The queen of cryptocurrencies suffered a strong correction this Friday morning, falling 7% in a few hours.

New entrants to the bitcoin market will need to have strong backbones. While bitcoin was advancing towards $75,000, the cryptocurrency suffered a strong correction this Friday, March 15. Bitcoin fell below $67,000 this morning, losing 7% from its highest point of the day at $72,000. At 9:30 a.m. this Friday morning, bitcoin is struggling to recover and is trading around $67,700.

For some financial analysts, this fall can be explained after the too rapid surge in assets in recent weeks. Recent US CPI data has “cooled expectations of a Federal Reserve (Fed) rate cut and gold prices have also fallen”, said Greta Yuan, head of research at VDX, an approved exchange in Hong Kong, in a note consulted by Coindesk.

“The recent surge in bitcoin prices was too rapid for the market to properly price, so the current correction is expected,” he said.

For other analysts, further corrections in bitcoin are to be expected, due to upcoming macroeconomic announcements and in view of the “halving” (see our “Understand everything” about this event which will take place in April). The market “is adjusting its expectations regarding bitcoin, also taking into account the uncertainties presented by having”, specifies Adrian Wang, founder and boss of the company Metalpha.

Madness around ETFs

As a reminder, bitcoin has been soaring since the start of 2024 due, in particular, to the arrival of spot bitcoin ETFs on the market. On January 10, the American stock market watchdog (the SEC) authorized 11 spot bitcoin ETFs, offered in particular by asset managers like Blackrock and Fidelity. An ETF (or Exchange Traded Funds) is an index fund trading on a stock exchange which follows the evolution of a stock index (or one or more financial or physical assets, such as gold) by replicating the increase as well as the drop in the price of this index (or these assets).

Before January 10, the SEC only approved Bitcoin futures ETF (this was the case since 2021) but not spot (spot) bitcoin ETFs, considering that futures are more difficult to manipulate because the market is based on the futures prices of the Chicago Mercantile Exchange (CME), regulated by the Commodity Futures Trading Commission (CTFC).

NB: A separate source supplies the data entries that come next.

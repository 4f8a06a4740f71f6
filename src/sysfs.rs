// boltd - Thunderbolt/USB4 device authorization daemon
//
// Pure functions over a `udev::Device` handle. See spec.md §4.2. Attribute
// reads follow the teacher's `Device::parse` style (`attribute_value` plus
// small regex/numeric parsing helpers); unlike the teacher, a missing
// attribute here is a typed `not_found` rather than a silently absent
// `Option` field, except where spec.md calls for a neutral fallback.

use lazy_static::lazy_static;
use regex::Regex;

use std::path::PathBuf;

use crate::error::{Error, Result};
use crate::types::{KeyState, SecurityLevel, Uid};

lazy_static! {
    static ref DOMAIN_RE: Regex = Regex::new(r"^domain(\d+)$").unwrap();
}

fn attr<'a>(device: &'a udev::Device, name: &str) -> Result<&'a str> {
    device
        .attribute_value(name)
        .and_then(|v| v.to_str())
        .ok_or_else(|| Error::NotFound(format!("attribute {name}")))
}

fn attr_opt<'a>(device: &'a udev::Device, name: &str) -> Option<&'a str> {
    device.attribute_value(name).and_then(|v| v.to_str())
}

/// `true` if `device`'s devtype/subsystem identifies it as a domain root
/// (its sysfs name matches `domainN`).
pub fn is_domain(device: &udev::Device) -> bool {
    device
        .sysname()
        .to_str()
        .map(|name| DOMAIN_RE.is_match(name))
        .unwrap_or(false)
}

/// Walks the `parent` chain until a domain node is found.
pub fn parent_domain(device: &udev::Device) -> Option<udev::Device> {
    let mut current = device.parent()?;
    loop {
        if is_domain(&current) {
            return Some(current);
        }
        current = current.parent()?;
    }
}

/// The domain-level security policy. Unknown/missing enum forms fall back
/// to `none`, the safest (least-trusting) neutral value, with a warning —
/// per spec.md §4.2's "field falls back to the safest neutral" rule.
pub fn security_for_device(device: &udev::Device) -> SecurityLevel {
    match attr_opt(device, "security") {
        Some(s) => {
            let level = SecurityLevel::from(s);
            if level == SecurityLevel::Unknown {
                tracing::warn!(security = s, "unrecognized security level, treating as none");
                SecurityLevel::None
            } else {
                level
            }
        }
        None => SecurityLevel::None,
    }
}

pub fn uid(device: &udev::Device) -> Result<Uid> {
    attr(device, "unique_id").map(Uid::new)
}

/// Prefers `device_name`, falls back to the bare `device` attribute.
pub fn device_name(device: &udev::Device) -> Result<String> {
    if let Some(name) = attr_opt(device, "device_name") {
        return Ok(name.to_string());
    }
    attr(device, "device").map(str::to_string)
}

/// Prefers `vendor_name`, falls back to the bare `vendor` attribute.
pub fn vendor_name(device: &udev::Device) -> Result<String> {
    if let Some(name) = attr_opt(device, "vendor_name") {
        return Ok(name.to_string());
    }
    attr(device, "vendor").map(str::to_string)
}

/// The raw kernel `authorized` tri-state: 0 (not authorized), 1
/// (authorized, no key), 2 (authorized, key-based).
pub fn authorized_state(device: &udev::Device) -> Result<u8> {
    let raw = attr(device, "authorized")?;
    raw.trim()
        .parse::<u8>()
        .map_err(|_| Error::NotFound("authorized".into()))
}

pub fn key_state(device: &udev::Device) -> KeyState {
    match attr_opt(device, "key") {
        None => KeyState::Missing,
        Some(s) if s.trim().is_empty() => KeyState::Missing,
        Some(_) => KeyState::Have,
    }
}

/// The per-domain boot-ACL as a list of uid slots (empty slot -> `None`),
/// semicolon-separated in sysfs just as on disk.
pub fn boot_acl(device: &udev::Device) -> Result<Vec<Option<Uid>>> {
    let raw = attr(device, "boot_acl")?;
    Ok(raw
        .split(',')
        .map(str::trim)
        .map(|s| if s.is_empty() { None } else { Some(Uid::new(s)) })
        .collect())
}

#[derive(Clone, Copy, Debug, Eq, PartialEq, Default)]
pub struct LinkSide {
    pub speed: Option<u32>,
    pub lanes: Option<u32>,
}

#[derive(Clone, Copy, Debug, Eq, PartialEq, Default)]
pub struct LinkSpeed {
    pub rx: LinkSide,
    pub tx: LinkSide,
}

fn parse_speed(value: Option<&str>) -> Option<u32> {
    value?.trim().parse::<u32>().ok()
}

fn parse_lanes(value: Option<&str>) -> Option<u32> {
    value?.trim().parse::<u32>().ok()
}

/// Link speed/lane counts for both directions, or `None` for a side with
/// no reported attributes at all (e.g. a domain node has none).
pub fn link_speed(device: &udev::Device) -> Option<LinkSpeed> {
    let rx = LinkSide {
        speed: parse_speed(attr_opt(device, "rx_speed")),
        lanes: parse_lanes(attr_opt(device, "rx_lanes")),
    };
    let tx = LinkSide {
        speed: parse_speed(attr_opt(device, "tx_speed")),
        lanes: parse_lanes(attr_opt(device, "tx_lanes")),
    };
    if rx == LinkSide::default() && tx == LinkSide::default() {
        None
    } else {
        Some(LinkSpeed { rx, tx })
    }
}

/// `true` if the domain's `iommu_dma_protection` attribute is set.
pub fn iommu_protected(device: &udev::Device) -> bool {
    attr_opt(device, "iommu_dma_protection")
        .map(|s| s.trim() == "1")
        .unwrap_or(false)
}

/// The `domainN` sort key, used to keep [`crate::domain::Domains`] ordered.
pub fn domain_sort_key(device: &udev::Device) -> Option<i64> {
    let name = device.sysname().to_str()?;
    let caps = DOMAIN_RE.captures(name)?;
    caps[1].parse::<i64>().ok()
}

/// A fully-parsed snapshot of one kernel device node at the moment an
/// event was observed. `Manager` and the device state machine operate on
/// this plain-data value rather than a live `udev::Device`, so the same
/// logic can be driven by a replayed event script in tests (see
/// `events.rs::ScriptedEventSource`) without a real sysfs tree.
#[derive(Clone, Debug)]
pub struct DeviceSnapshot {
    pub syspath: PathBuf,
    pub is_domain: bool,
    pub uid: Option<Uid>,
    pub name: Option<String>,
    pub vendor: Option<String>,
    pub authorized_state: Option<u8>,
    pub key_state: KeyState,
    pub security: SecurityLevel,
    pub boot_acl: Option<Vec<Option<Uid>>>,
    pub iommu: bool,
    pub domain_sort_key: Option<i64>,
    pub link_speed: Option<LinkSpeed>,
    pub parent_domain_sysname: Option<String>,
}

/// Reads every sysfs attribute this daemon cares about off `device` in one
/// pass. Per spec.md §4.2: a missing attribute leaves the corresponding
/// field absent rather than failing the whole read.
pub fn snapshot(device: &udev::Device) -> DeviceSnapshot {
    let is_domain_node = is_domain(device);

    DeviceSnapshot {
        syspath: device.syspath().to_path_buf(),
        is_domain: is_domain_node,
        uid: uid(device).ok(),
        name: device_name(device).ok(),
        vendor: vendor_name(device).ok(),
        authorized_state: authorized_state(device).ok(),
        key_state: key_state(device),
        security: if is_domain_node {
            security_for_device(device)
        } else {
            SecurityLevel::Unknown
        },
        boot_acl: if is_domain_node { boot_acl(device).ok() } else { None },
        iommu: iommu_protected(device),
        domain_sort_key: domain_sort_key(device),
        link_speed: link_speed(device),
        parent_domain_sysname: parent_domain(device)
            .and_then(|d| d.sysname().to_str().map(str::to_string)),
    }
}

#[cfg(test)]
mod tests {
    use super::*;

    #[test]
    fn parse_speed_and_lanes_reject_non_numeric() {
        assert_eq!(parse_speed(Some("20")), Some(20));
        assert_eq!(parse_speed(Some("not a number")), None);
        assert_eq!(parse_lanes(Some("2")), Some(2));
    }

    #[test]
    fn security_unknown_string_falls_back_to_none() {
        // security_for_device requires a live udev::Device, exercised in
        // the manager integration tests against the fake event source;
        // the fallback rule itself is covered directly via SecurityLevel.
        assert_eq!(SecurityLevel::from("bogus"), SecurityLevel::Unknown);
    }
}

Since their launch, spot bitcoin ETFs have already drained billions of dollars into the bitcoin market, sometimes doing better than ETFs in the gold market. For example, the Blackrock product, called iShares Bitcoin Trust (IBIT), crossed the $10 billion mark in assets under management just seven weeks after its launch. For comparison, the first gold-backed ETF in the United States, the SPDR Gold Shares (GLD), took two years to reach such an amount.